Markets may focus on the balance sheet, not the politics
Kevin Warsh's Senate nomination hearing is scheduled for 21 April 2026 and will formally centre on his candidacy to lead the Fed. For markets, though, the more important question may be how he now sees the central bank's balance sheet.
As of 15 April 2026, the Fed's assets stood at $6.71 tn, including $4.41 tn in Treasuries and almost $2 tn in agency MBS. At the same time, the Fed is still conducting technical bill purchases, albeit at a slower pace than before.
That backdrop suggests the market's base case ahead of the hearing may not be an immediate hard return to quantitative tightening. Instead, traders may be looking for clues on when the current liquidity bridge will be phased out and how any further balance-sheet reduction may be handled.
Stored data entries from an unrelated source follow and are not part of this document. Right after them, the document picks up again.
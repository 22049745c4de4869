use super::{generator, repository};
use crate::domain::{a001_factory, a002_equipment, a003_checklist_template, a005_work_order};
use crate::shared::error::{parse_id, ServiceError};
use crate::shared::logger;
use chrono::{Duration, Utc};
use contracts::domain::a003_checklist_template::aggregate::TemplateStatus;
use contracts::domain::a004_pm_plan::aggregate::{
    Frequency, GenerateResult, PlanStatus, PmPlan, PmPlanDto, PmPlanItem,
};
use contracts::domain::common::{AggregateRoot, StatusWorkflow};
use uuid::Uuid;

fn category() -> String {
    PmPlan::full_name()
}

/// Проверка ссылок плана: завод существует, оборудование с этого завода
async fn check_references(plan: &PmPlan) -> anyhow::Result<()> {
    let factory_id = parse_id(&plan.factory_id)?;
    if a001_factory::repository::get_by_id(factory_id).await?.is_none() {
        return Err(ServiceError::validation("Указанный завод не найден"));
    }

    let equipment = a002_equipment::repository::list_by_factory(&plan.factory_id).await?;
    for item in &plan.items {
        if !equipment.iter().any(|e| e.to_string_id() == item.equipment_id) {
            return Err(ServiceError::validation(format!(
                "Оборудование {} не относится к заводу плана",
                item.equipment_id
            )));
        }
    }
    Ok(())
}

/// Проверка перед активацией: все указанные шаблоны существуют и не выведены из действия
async fn check_checklists(plan: &PmPlan) -> anyhow::Result<()> {
    for item in &plan.items {
        let Some(checklist_id) = item.checklist_template_id.as_deref() else {
            continue;
        };
        match a003_checklist_template::repository::get_by_ref(checklist_id).await? {
            Some(t) if t.status != TemplateStatus::Inactive => {}
            Some(t) => {
                return Err(ServiceError::validation(format!(
                    "Шаблон {} выведен из действия",
                    t.display_name()
                )))
            }
            None => {
                return Err(ServiceError::validation(format!(
                    "Шаблон чек-листа не найден: {}",
                    checklist_id
                )))
            }
        }
    }
    Ok(())
}

/// Создание плана (черновик)
pub async fn create(dto: PmPlanDto) -> anyhow::Result<Uuid> {
    let start_date = dto
        .start_date
        .ok_or_else(|| ServiceError::validation("Не указана дата начала"))?;
    let code = match dto.code.clone().filter(|c| !c.trim().is_empty()) {
        Some(code) => code,
        None => PmPlan::format_code(repository::count_all().await? + 1),
    };
    if repository::get_by_code(&code).await?.is_some() {
        return Err(ServiceError::conflict(format!("Код {} уже занят", code)));
    }

    let mut aggregate = PmPlan::new_for_insert(
        code,
        dto.description.clone(),
        dto.factory_id.clone(),
        start_date,
    );
    aggregate.update(&dto);

    aggregate.validate().map_err(ServiceError::validation)?;
    check_references(&aggregate).await?;
    aggregate.before_write();

    let id = repository::insert(&aggregate).await?;
    logger::log(
        &category(),
        &format!(
            "Создан план {} «{}», строк: {}",
            aggregate.base.code,
            aggregate.base.description,
            aggregate.items.len()
        ),
    );
    Ok(id)
}

/// Обновление плана. Действующий план после правки должен оставаться пригодным к работе.
pub async fn update(dto: PmPlanDto) -> anyhow::Result<()> {
    let id = parse_id(dto.id.as_deref().unwrap_or_default())?;

    let mut aggregate = repository::get_by_id(id)
        .await?
        .ok_or_else(|| ServiceError::not_found("План ТО не найден"))?;

    aggregate.update(&dto);

    if aggregate.status == PlanStatus::Active {
        aggregate
            .validate_for_activation()
            .map_err(ServiceError::validation)?;
        check_checklists(&aggregate).await?;
    } else {
        aggregate.validate().map_err(ServiceError::validation)?;
    }
    check_references(&aggregate).await?;
    aggregate.before_write();

    repository::update(&aggregate).await
}

/// Смена статуса плана. Активация проверяет план и создаёт наряды по строкам.
pub async fn change_status(
    id: Uuid,
    next: PlanStatus,
) -> anyhow::Result<(PmPlan, Option<GenerateResult>)> {
    let mut aggregate = repository::get_by_id(id)
        .await?
        .ok_or_else(|| ServiceError::not_found("План ТО не найден"))?;

    aggregate
        .status
        .check_transition(next)
        .map_err(ServiceError::conflict)?;

    if next == PlanStatus::Active {
        aggregate
            .validate_for_activation()
            .map_err(ServiceError::validation)?;
        check_references(&aggregate).await?;
        check_checklists(&aggregate).await?;
    }

    let previous = aggregate.status;
    aggregate.status = next;
    aggregate.before_write();
    repository::update(&aggregate).await?;

    logger::log(
        &category(),
        &format!(
            "План {}: {} → {}",
            aggregate.base.code,
            previous.label(),
            next.label()
        ),
    );

    let generated = if next == PlanStatus::Active {
        Some(generate_for(&aggregate).await?)
    } else {
        None
    };

    Ok((aggregate, generated))
}

/// Повторная генерация нарядов по действующему плану
pub async fn generate(id: Uuid) -> anyhow::Result<GenerateResult> {
    let plan = repository::get_by_id(id)
        .await?
        .ok_or_else(|| ServiceError::not_found("План ТО не найден"))?;
    if plan.status != PlanStatus::Active {
        return Err(ServiceError::conflict(
            "Наряды создаются только по действующему плану",
        ));
    }
    generate_for(&plan).await
}

async fn generate_for(plan: &PmPlan) -> anyhow::Result<GenerateResult> {
    let existing = a005_work_order::repository::list_by_plan(&plan.to_string_id()).await?;
    let (orders, skipped) = generator::initial_orders(plan, &existing);

    for order in &orders {
        a005_work_order::service::create_for_plan(plan, order).await?;
    }

    let result = GenerateResult {
        created: orders.len(),
        skipped,
    };
    logger::log(
        &category(),
        &format!(
            "План {}: создано нарядов {}, пропущено {}",
            plan.base.code, result.created, result.skipped
        ),
    );
    Ok(result)
}

/// Мягкое удаление. Действующий план удалить нельзя.
pub async fn delete(id: Uuid) -> anyhow::Result<bool> {
    if let Some(plan) = repository::get_by_id(id).await? {
        if plan.status == PlanStatus::Active {
            return Err(ServiceError::conflict(
                "Действующий план нельзя удалить, сначала выведите его из действия",
            ));
        }
    }
    repository::soft_delete(id).await
}

pub async fn get_by_id(id: Uuid) -> anyhow::Result<Option<PmPlan>> {
    repository::get_by_id(id).await
}

pub async fn list_all() -> anyhow::Result<Vec<PmPlan>> {
    repository::list_all().await
}

/// Вставка тестовых данных: ежемесячный план по насосам и компрессору литейного завода
pub async fn insert_test_data() -> anyhow::Result<()> {
    if repository::get_by_code("PM-0001").await?.is_some() {
        return Ok(());
    }
    let Some(factory) = a001_factory::repository::get_by_code("FAC-0001").await? else {
        return Err(ServiceError::conflict("Сначала создайте тестовые заводы"));
    };
    let templates = a003_checklist_template::repository::list_all().await?;
    let equipment = a002_equipment::repository::list_by_factory(&factory.to_string_id()).await?;
    if equipment.is_empty() {
        return Err(ServiceError::conflict("Сначала создайте тестовое оборудование"));
    }

    let today = Utc::now().date_naive();
    let items: Vec<PmPlanItem> = equipment
        .iter()
        .enumerate()
        .map(|(idx, e)| PmPlanItem {
            equipment_id: e.to_string_id(),
            checklist_template_id: templates
                .iter()
                .find(|t| t.applies_to(&e.category))
                .map(|t| t.to_string_id()),
            planned_date: Some(today + Duration::days(idx as i64 * 3 - 2)),
        })
        .filter(|i| i.has_checklist())
        .collect();

    let id = create(PmPlanDto {
        code: Some("PM-0001".into()),
        description: "Ежемесячное ТО литейного цеха".into(),
        factory_id: factory.to_string_id(),
        frequency: Frequency::Monthly,
        start_date: Some(today - Duration::days(7)),
        items,
        ..Default::default()
    })
    .await?;
    change_status(id, PlanStatus::Active).await?;

    Ok(())
}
The Fed is already slowing bill purchases after tax season
In the current schedule for 14 April to 13 May 2026, the New York Fed desk plans around $15.5 bn of reinvestments and an additional $25 bn of bill purchases aimed at maintaining an adequate supply of reserves. That is materially below the earlier pace of $40 bn a month and fits with Roberto Perli's March remarks that purchases would probably slow significantly after tax season.
At the same time, official Fed data show the Treasury General Account has risen to $924.4 bn while bank reserves have fallen to around $2.98 tn. That still does not look like a comfortable backdrop for an aggressive shrinkage of the balance sheet.